Future directions and conclusion

This systematic evaluation of frequency discrimination training has addressed many methodological issues observed in previous studies that have limited our confidence in the estimates of its effect on tinnitus. We too report a significant change in tinnitus intrusiveness after training but it is not specific to any particular stimulus, as previously supposed. Our findings also have implications for the interpretation of animal data as we observed shifts in dominant tinnitus pitch after frequency discrimination training that would be missed in animal behavioural work.

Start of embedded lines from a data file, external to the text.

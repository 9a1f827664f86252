use clap::{Args, Parser, Subcommand};

use crate::config::ConfigOverrides;
use crate::domain::{CurrencyPolicy, FeatureVector};
use crate::error::Result;

#[derive(Parser)]
#[command(name = "appraise")]
#[command(version)]
#[command(about = "House price prediction service", long_about = None)]
pub struct Cli {
    #[command(subcommand)]
    pub command: Option<Commands>,

    /// Config directory (reads default.toml and $APPRAISE_ENV.toml)
    #[arg(short, long, global = true, default_value = "config")]
    pub config: String,

    /// Model artifact path (overrides model.path)
    #[arg(long, global = true)]
    pub model: Option<String>,

    /// Currency policy: raw, usd or inr (overrides pricing.policy)
    #[arg(long, global = true)]
    pub policy: Option<CurrencyPolicy>,
}

#[derive(Subcommand)]
pub enum Commands {
    /// Serve the prediction API (default)
    Serve {
        /// Bind host
        #[arg(long)]
        host: Option<String>,
        /// Listen port
        #[arg(short, long)]
        port: Option<u16>,
    },
    /// Predict one house price from individual fields
    Predict(FeatureArgs),
    /// Load config and model, then exit
    Check,
}

/// The eight model inputs as named flags. Omitted fields use the reference sample.
#[derive(Args, Debug, Clone, Default)]
pub struct FeatureArgs {
    /// Median income (tens of thousands)
    #[arg(long, allow_hyphen_values = true)]
    pub med_inc: Option<f64>,
    /// House age (years)
    #[arg(long, allow_hyphen_values = true)]
    pub house_age: Option<f64>,
    /// Average rooms
    #[arg(long, allow_hyphen_values = true)]
    pub ave_rooms: Option<f64>,
    /// Average bedrooms
    #[arg(long, allow_hyphen_values = true)]
    pub ave_bedrms: Option<f64>,
    /// Population
    #[arg(long, allow_hyphen_values = true)]
    pub population: Option<f64>,
    /// Average occupancy
    #[arg(long, allow_hyphen_values = true)]
    pub ave_occup: Option<f64>,
    /// Latitude
    #[arg(long, allow_hyphen_values = true)]
    pub latitude: Option<f64>,
    /// Longitude
    #[arg(long, allow_hyphen_values = true)]
    pub longitude: Option<f64>,
}

impl FeatureArgs {
    pub fn to_features(&self) -> Result<FeatureVector> {
        let given = [
            self.med_inc,
            self.house_age,
            self.ave_rooms,
            self.ave_bedrms,
            self.population,
            self.ave_occup,
            self.latitude,
            self.longitude,
        ];
        let values: Vec<f64> = given
            .iter()
            .zip(FeatureVector::REFERENCE.as_array())
            .map(|(v, fallback)| v.unwrap_or(*fallback))
            .collect();
        FeatureVector::from_slice(&values)
    }
}

impl Cli {
    pub fn overrides(&self) -> ConfigOverrides {
        let (host, port) = match &self.command {
            Some(Commands::Serve { host, port }) => (host.clone(), *port),
            _ => (None, None),
        };
        ConfigOverrides {
            host,
            port,
            model_path: self.model.clone(),
            policy: self.policy,
        }
    }
}

#[cfg(test)]
mod tests {
    use super::*;

    #[test]
    fn omitted_fields_fall_back_to_reference() {
        let args = FeatureArgs {
            med_inc: Some(3.0),
            longitude: Some(-118.0),
            ..FeatureArgs::default()
        };
        let fv = args.to_features().unwrap();
        assert_eq!(fv.get("med_inc"), Some(3.0));
        assert_eq!(fv.get("house_age"), Some(41.0));
        assert_eq!(fv.get("longitude"), Some(-118.0));
    }

    #[test]
    fn parses_predict_with_negative_longitude() {
        let cli = Cli::try_parse_from([
            "appraise",
            "--policy",
            "usd",
            "predict",
            "--med-inc",
            "8.3252",
            "--longitude",
            "-122.23",
        ])
        .unwrap();

        assert_eq!(cli.policy, Some(CurrencyPolicy::Usd));
        let Some(Commands::Predict(args)) = cli.command else {
            panic!("expected predict command");
        };
        assert_eq!(args.longitude, Some(-122.23));
    }

    #[test]
    fn serve_flags_become_overrides() {
        let cli = Cli::try_parse_from(["appraise", "serve", "--port", "8080"]).unwrap();
        let o = cli.overrides();
        assert_eq!(o.port, Some(8080));
        assert!(o.host.is_none());
    }

    #[test]
    fn rejects_unknown_policy() {
        assert!(Cli::try_parse_from(["appraise", "--policy", "eur", "check"]).is_err());
    }
}
//! ONNX regression inference (pure Rust via `tract-onnx`).
//!
//! Lets models exported from other training stacks (e.g. `skl2onnx`) be served
//! without a Python runtime.

use crate::error::{AppraiseError, Result};
use crate::ml::Regressor;

use tract_onnx::prelude::*;

#[derive(Clone)]
pub struct OnnxModel {
    plan: TypedRunnableModel<TypedModel>,
    input_dim: usize,
    path: String,
}

impl std::fmt::Debug for OnnxModel {
    fn fmt(&self, f: &mut std::fmt::Formatter<'_>) -> std::fmt::Result {
        f.debug_struct("OnnxModel")
            .field("path", &self.path)
            .field("input_dim", &self.input_dim)
            .finish()
    }
}

impl OnnxModel {
    /// Load an ONNX model and specialize it to a fixed `[1, input_dim]` f32 input.
    ///
    /// A zero-vector probe run checks the graph yields exactly one value.
    pub fn load(path: &str, input_dim: usize) -> Result<Self> {
        if input_dim == 0 {
            return Err(AppraiseError::Validation("input_dim must be > 0".to_string()));
        }

        let plan = tract_onnx::onnx()
            .model_for_path(path)
            .map_err(|e| AppraiseError::Internal(format!("onnx load failed: {e}")))?
            .with_input_fact(
                0,
                InferenceFact::dt_shape(f32::datum_type(), tvec!(1, input_dim)),
            )
            .map_err(|e| AppraiseError::Internal(format!("onnx input fact failed: {e}")))?
            .into_optimized()
            .map_err(|e| AppraiseError::Internal(format!("onnx optimize failed: {e}")))?
            .into_runnable()
            .map_err(|e| AppraiseError::Internal(format!("onnx runnable failed: {e}")))?;

        let model = Self {
            plan,
            input_dim,
            path: path.to_string(),
        };
        model.run_row(&vec![0.0; input_dim])?;
        Ok(model)
    }

    fn run_row(&self, row: &[f64]) -> Result<f64> {
        if row.len() != self.input_dim {
            return Err(AppraiseError::InvalidInput(format!(
                "onnx input dim mismatch: got {}, expected {}",
                row.len(),
                self.input_dim
            )));
        }

        let input: Vec<f32> = row.iter().map(|v| *v as f32).collect();
        let tensor = tract_ndarray::Array2::<f32>::from_shape_vec((1, self.input_dim), input)
            .map_err(|e| AppraiseError::Internal(format!("onnx input reshape failed: {e}")))?
            .into_tvalue();

        let outputs = self
            .plan
            .run(tvec!(tensor))
            .map_err(|e| AppraiseError::Inference(format!("onnx run failed: {e}")))?;
        let Some(out0) = outputs.first() else {
            return Err(AppraiseError::Inference("onnx produced no outputs".to_string()));
        };

        let arr = out0
            .to_array_view::<f32>()
            .map_err(|e| AppraiseError::Inference(format!("onnx output decode failed: {e}")))?;
        if arr.len() != 1 {
            return Err(AppraiseError::Inference(format!(
                "onnx regression output must hold 1 value, got {}",
                arr.len()
            )));
        }
        Ok(arr.iter().next().copied().unwrap_or_default() as f64)
    }
}

impl Regressor for OnnxModel {
    fn input_dim(&self) -> usize {
        self.input_dim
    }

    fn predict_batch(&self, rows: &[Vec<f64>]) -> Result<Vec<f64>> {
        rows.iter().map(|row| self.run_row(row)).collect()
    }

    fn describe(&self) -> String {
        format!("onnx(path={}, input_dim={})", self.path, self.input_dim)
    }
}
//! Model loading and CPU inference.
//!
//! The service only needs "8 numbers in, 1 number out", so every backend sits behind
//! [`Regressor`] and is chosen once at startup from [`ModelConfig`].

pub mod dense;
#[cfg(feature = "onnx")]
pub mod onnx;
pub mod regressor;

pub use dense::{Activation, DenseLayer, DenseNetwork};
#[cfg(feature = "onnx")]
pub use onnx::OnnxModel;
pub use regressor::Regressor;

use serde::Deserialize;
use std::path::Path;
use std::sync::Arc;
use tracing::info;

use crate::config::ModelConfig;
use crate::error::{AppraiseError, Result};

#[derive(Debug, Clone, Copy, PartialEq, Eq, Default, Deserialize)]
#[serde(rename_all = "lowercase")]
pub enum ModelFormat {
    /// Pick by file extension (`.onnx`, otherwise JSON).
    #[default]
    Auto,
    Json,
    Onnx,
}

impl ModelFormat {
    pub fn resolve(self, path: &Path) -> Self {
        match self {
            ModelFormat::Auto => match path.extension().and_then(|e| e.to_str()) {
                Some(ext) if ext.eq_ignore_ascii_case("onnx") => ModelFormat::Onnx,
                _ => ModelFormat::Json,
            },
            other => other,
        }
    }
}

/// Load the configured model artifact.
///
/// Any failure is reported as `ModelUnavailable`; the caller must not start serving.
pub fn load_model(cfg: &ModelConfig) -> Result<Arc<dyn Regressor>> {
    let path = Path::new(&cfg.path);
    let format = cfg.format.resolve(path);

    let model: Arc<dyn Regressor> = match format {
        ModelFormat::Json | ModelFormat::Auto => Arc::new(
            DenseNetwork::from_file(path)
                .map_err(|e| AppraiseError::model_unavailable(&cfg.path, e))?,
        ),
        ModelFormat::Onnx => load_onnx(cfg)?,
    };

    if model.input_dim() != cfg.input_dim {
        return Err(AppraiseError::model_unavailable(
            &cfg.path,
            format!(
                "model expects {} features, configured for {}",
                model.input_dim(),
                cfg.input_dim
            ),
        ));
    }

    info!(path = %cfg.path, model = %model.describe(), "Model loaded");
    Ok(model)
}

#[cfg(feature = "onnx")]
fn load_onnx(cfg: &ModelConfig) -> Result<Arc<dyn Regressor>> {
    let model = OnnxModel::load(&cfg.path, cfg.input_dim)
        .map_err(|e| AppraiseError::model_unavailable(&cfg.path, e))?;
    Ok(Arc::new(model))
}

#[cfg(not(feature = "onnx"))]
fn load_onnx(cfg: &ModelConfig) -> Result<Arc<dyn Regressor>> {
    Err(AppraiseError::model_unavailable(
        &cfg.path,
        "ONNX support not compiled in (rebuild with `--features onnx`)",
    ))
}
pub mod handlers;
pub mod routes;
pub mod server;
pub mod state;
pub mod types;

pub use routes::create_router;
pub use server::{build_state, start_api_server};
pub use state::AppState;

There is a need for continued evidence-based research to establish the efficacy of auditory training as a strategy for managing tinnitus. The many parameters that might be adjusted to optimise the benefits of auditory training include the number of trials (which may differ for different stimuli on the same task), or different stimuli duration, as suggested in studies of normal-hearing listeners (Roth et al. 2005, Wright and Sabin 2007). Combining auditory training with a second intervention may also be of benefit. In a recent study, Wright et al. (2010) demonstrated enhanced learning on a frequency discrimination task when training was supplemented with select periods of additional off-task stimulation with the same frequencies (this might be compared with a passive listening task not related to the training frequency such as listening to the radio). As the authors suggest, this could represent a mechanism for reducing the effort required to gain maximally from an auditory training regime, and so could be applied to frequency discrimination training for tinnitus. This approach would also support longer-term studies of auditory training for tinnitus. There is some suggestion in the data presented here that training over longer periods may lead to greater change in both perceptual characteristics and the intrusiveness of tinnitus. Longer-term follow-up is also desirable to shed light on whether the benefits reported here are indeed sustained beyond the 1 month follow-up assessment we performed.

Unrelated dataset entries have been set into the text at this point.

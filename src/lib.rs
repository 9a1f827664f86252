pub mod api;
pub mod cli;
pub mod config;
pub mod domain;
pub mod error;
pub mod logging;
pub mod ml;
pub mod services;

pub use config::AppConfig;
pub use domain::{CurrencyPolicy, FeatureVector, Price, PricingConfig};
pub use error::{AppraiseError, Result};
pub use ml::{load_model, DenseNetwork, Regressor};
pub use services::{Prediction, PredictionService};
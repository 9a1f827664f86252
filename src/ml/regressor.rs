use crate::error::Result;

/// A loaded, read-only regression model.
///
/// Implementations must be safe to share across request tasks without locking:
/// inference only reads immutable weights.
pub trait Regressor: Send + Sync {
    /// Number of features each row must carry.
    fn input_dim(&self) -> usize;

    /// Run inference on a batch of rows, returning one estimate per row.
    fn predict_batch(&self, rows: &[Vec<f64>]) -> Result<Vec<f64>>;

    /// Short human-readable summary for logs and health output.
    fn describe(&self) -> String;
}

Mechanisms of auditory learning include enhancement of both top-down cognitive processing and bottom-up sensory processing (for a review see Moore and Amitay 2007). Given the evidence for limbic system involvement in the emotional reaction to tinnitus (Lockwood et al. 1998, Mirz et al. 2000), it may be that more pro-active forms of training have benefit in terms of reward, and so the implementation of training that uses the principles of frequency discrimination training but which is intrinsically more (top-down) motivating than the simple, reactive training used here may yield significant additional benefit (Amitay et al. 2010).

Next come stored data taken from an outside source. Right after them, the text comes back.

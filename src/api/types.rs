use axum::{
    http::StatusCode,
    response::{IntoResponse, Response},
    Json,
};
use serde::{Deserialize, Serialize};
use serde_json::Value;

use crate::domain::Price;
use crate::error::AppraiseError;

// ============================================================================
// Prediction Types
// ============================================================================

/// `POST /predict` body. `data` absent or `null` selects the reference sample.
#[derive(Debug, Clone, Default, Serialize, Deserialize)]
pub struct PredictRequest {
    #[serde(default)]
    pub data: Option<Vec<Value>>,
}

impl PredictRequest {
    /// Parse a raw body; an empty body is the same as `{}`.
    pub fn from_body(body: &[u8]) -> Result<Self, AppraiseError> {
        if body.iter().all(u8::is_ascii_whitespace) {
            return Ok(Self::default());
        }
        serde_json::from_slice(body)
            .map_err(|e| AppraiseError::InvalidInput(format!("malformed JSON body: {e}")))
    }
}

/// Exactly one shape per deployment, chosen by the currency policy.
#[derive(Debug, Clone, Copy, PartialEq, Serialize, Deserialize)]
#[serde(untagged)]
pub enum PredictResponse {
    Raw { prediction: f64 },
    Usd { prediction_usd: f64 },
    Inr { prediction_in_inr: i64 },
}

impl From<Price> for PredictResponse {
    fn from(price: Price) -> Self {
        match price {
            Price::Raw(prediction) => Self::Raw { prediction },
            Price::Usd(prediction_usd) => Self::Usd { prediction_usd },
            Price::Inr(prediction_in_inr) => Self::Inr { prediction_in_inr },
        }
    }
}

// ============================================================================
// Error Types
// ============================================================================

#[derive(Debug, Clone, Serialize, Deserialize)]
pub struct ErrorBody {
    pub error: String,
    pub message: String,
}

/// Request-boundary error: maps service errors to a status and JSON body.
#[derive(Debug)]
pub struct ApiError(pub AppraiseError);

impl From<AppraiseError> for ApiError {
    fn from(err: AppraiseError) -> Self {
        Self(err)
    }
}

impl ApiError {
    pub fn status_and_kind(&self) -> (StatusCode, &'static str) {
        match &self.0 {
            e if e.is_client_error() => (StatusCode::BAD_REQUEST, "invalid_input"),
            AppraiseError::Inference(_) => (StatusCode::INTERNAL_SERVER_ERROR, "inference_failed"),
            AppraiseError::ModelUnavailable { .. } => {
                (StatusCode::SERVICE_UNAVAILABLE, "model_unavailable")
            }
            _ => (StatusCode::INTERNAL_SERVER_ERROR, "internal"),
        }
    }
}

impl IntoResponse for ApiError {
    fn into_response(self) -> Response {
        let (status, kind) = self.status_and_kind();
        let message = match &self.0 {
            AppraiseError::InvalidInput(msg) | AppraiseError::Inference(msg) => msg.clone(),
            other => other.to_string(),
        };
        (
            status,
            Json(ErrorBody {
                error: kind.to_string(),
                message,
            }),
        )
            .into_response()
    }
}

#[cfg(test)]
mod tests {
    use super::*;
    use serde_json::json;

    #[test]
    fn response_shape_follows_price_variant() {
        assert_eq!(
            serde_json::to_value(PredictResponse::from(Price::Raw(4.5))).unwrap(),
            json!({ "prediction": 4.5 })
        );
        assert_eq!(
            serde_json::to_value(PredictResponse::from(Price::Usd(450000.0))).unwrap(),
            json!({ "prediction_usd": 450000.0 })
        );
        assert_eq!(
            serde_json::to_value(PredictResponse::from(Price::Inr(38250000))).unwrap(),
            json!({ "prediction_in_inr": 38250000 })
        );
    }

    #[test]
    fn empty_body_and_null_data_mean_default() {
        assert!(PredictRequest::from_body(b"").unwrap().data.is_none());
        assert!(PredictRequest::from_body(b"  \n").unwrap().data.is_none());
        assert!(PredictRequest::from_body(b"{}").unwrap().data.is_none());
        assert!(PredictRequest::from_body(br#"{"data": null}"#)
            .unwrap()
            .data
            .is_none());
    }

    #[test]
    fn malformed_body_is_invalid_input() {
        let err = PredictRequest::from_body(br#"{"data": 5}"#).unwrap_err();
        assert!(matches!(err, AppraiseError::InvalidInput(_)));
        let err = PredictRequest::from_body(b"{oops").unwrap_err();
        assert!(err.to_string().contains("malformed JSON body"));
    }

    #[test]
    fn maps_errors_to_statuses() {
        let invalid = ApiError(AppraiseError::InvalidInput("x".to_string()));
        assert_eq!(
            invalid.status_and_kind(),
            (StatusCode::BAD_REQUEST, "invalid_input")
        );
        let failed = ApiError(AppraiseError::Inference("x".to_string()));
        assert_eq!(failed.status_and_kind().0, StatusCode::INTERNAL_SERVER_ERROR);
        let broken = ApiError(AppraiseError::Validation("x".to_string()));
        assert_eq!(
            broken.status_and_kind(),
            (StatusCode::INTERNAL_SERVER_ERROR, "internal")
        );
    }
}
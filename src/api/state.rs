use std::sync::Arc;

use crate::services::{HealthState, PredictionService};

/// Shared application state for API handlers
#[derive(Clone)]
pub struct AppState {
    /// Prediction service (owns the read-only model)
    pub predictor: Arc<PredictionService>,

    /// Readiness and counters for the health endpoints
    pub health: Arc<HealthState>,
}

impl AppState {
    /// Build state around a ready service. Health shares the service's metrics.
    pub fn new(predictor: PredictionService) -> Self {
        let health = HealthState::new(
            predictor.model_description(),
            predictor.pricing().policy,
            predictor.metrics(),
        );
        health.set_model_ready(true);

        Self {
            predictor: Arc::new(predictor),
            health: Arc::new(health),
        }
    }
}
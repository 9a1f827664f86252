use chrono::{DateTime, Utc};
use std::sync::atomic::{AtomicU64, Ordering};

/// Request counters for observability
pub struct Metrics {
    /// Predictions answered successfully
    pub predictions_served: AtomicU64,
    /// Requests rejected as invalid input
    pub predictions_rejected: AtomicU64,
    /// Model errors or non-finite outputs
    pub inference_failures: AtomicU64,
    /// Requests that fell back to the reference sample
    pub default_inputs: AtomicU64,
    /// When counting started
    started_at: DateTime<Utc>,
}

impl Metrics {
    pub fn new() -> Self {
        Self {
            predictions_served: AtomicU64::new(0),
            predictions_rejected: AtomicU64::new(0),
            inference_failures: AtomicU64::new(0),
            default_inputs: AtomicU64::new(0),
            started_at: Utc::now(),
        }
    }

    pub fn inc_served(&self) {
        self.predictions_served.fetch_add(1, Ordering::Relaxed);
    }

    pub fn inc_rejected(&self) {
        self.predictions_rejected.fetch_add(1, Ordering::Relaxed);
    }

    pub fn inc_inference_failures(&self) {
        self.inference_failures.fetch_add(1, Ordering::Relaxed);
    }

    pub fn inc_default_inputs(&self) {
        self.default_inputs.fetch_add(1, Ordering::Relaxed);
    }

    pub fn uptime_seconds(&self) -> u64 {
        (Utc::now() - self.started_at).num_seconds().max(0) as u64
    }

    pub fn snapshot(&self) -> MetricsSnapshot {
        MetricsSnapshot {
            predictions_served: self.predictions_served.load(Ordering::Relaxed),
            predictions_rejected: self.predictions_rejected.load(Ordering::Relaxed),
            inference_failures: self.inference_failures.load(Ordering::Relaxed),
            default_inputs: self.default_inputs.load(Ordering::Relaxed),
        }
    }
}

impl Default for Metrics {
    fn default() -> Self {
        Self::new()
    }
}

#[derive(Debug, Clone, Copy, PartialEq, Eq, serde::Serialize)]
pub struct MetricsSnapshot {
    pub predictions_served: u64,
    pub predictions_rejected: u64,
    pub inference_failures: u64,
    pub default_inputs: u64,
}
//! Servicegraph - offline driver for the service selection engine
//!
//! Loads a service catalog, replays a sequence of checkbox clicks and prints
//! the resulting selection and totals.

mod cli;

use anyhow::Result;
use clap::Parser;
use tracing_subscriber::{fmt, prelude::*, EnvFilter};

fn main() -> Result<()> {
    let cli = cli::Cli::parse();

    // RUST_LOG wins over --log-level when set
    let filter = EnvFilter::try_from_default_env()
        .unwrap_or_else(|_| EnvFilter::new(format!("servicegraph_core={0},servicegraph={0}", cli.log_level)));
    tracing_subscriber::registry()
        .with(fmt::layer().with_writer(std::io::stderr))
        .with(filter)
        .init();

    cli::run(cli)
}
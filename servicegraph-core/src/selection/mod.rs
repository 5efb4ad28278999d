//! Selection Engine
//!
//! This module turns user clicks into graph state and totals.
//!
//! # Flow
//!
//! 1. A caller toggles one service ([`toggle`]).
//! 2. Propagation updates `checked`/`enabled` across the graph.
//! 3. The critical-path total is recomputed ([`compute_max_total`]).
//! 4. The caller re-renders from the new flags and total.
//!
//! Steps 2 and 3 belong together: between them the flags are new but the
//! total is stale. [`Session`] runs both for every change so callers cannot
//! forget the second half.
//!
//! Everything here is synchronous and single-threaded. The graph is passed
//! explicitly; there is no global state.

mod propagate;
mod session;
mod totals;

pub use propagate::{reset, toggle};
pub use session::{NodeView, Session, Snapshot};
pub use totals::{compute_max_total, critical_path};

Frequency discrimination training, for most individuals leads to measurable perceptual learning, and for some appears to have benefit in terms of a small reduction in tinnitus handicap. However, this is not specifically associated with compensatory sound enrichment: thus, we do not report any major significant differences between five groups of participants here. The current study also does not allow us to conclusively identify participant characteristics that would indicate training as a useful intervention for a given individual, although those with less intrusiveness tinnitus at baseline appeared to fare best. Further indicators for the efficacy of the intervention may come from studies that concentrate efforts on training larger cohorts of individuals on the same stimulus. Given the effects reported here, future studies should also include a control group who perform a task other than frequency discrimination training, or who receive a form of passive sound stimulation only. Given strong evidence for the role of lateral inhibition in tinnitus generation, it would be of great interest to test for any differential effects of training groups of individuals matched for their tinnitus spectra using various frequencies outside the spectrum of their tinnitus and hearing loss. Future work should concentrate on optimising the efficacy of training by delivering it in different, potentially more engaging formats and over longer-term studies, before exploring its physiological mechanisms of action.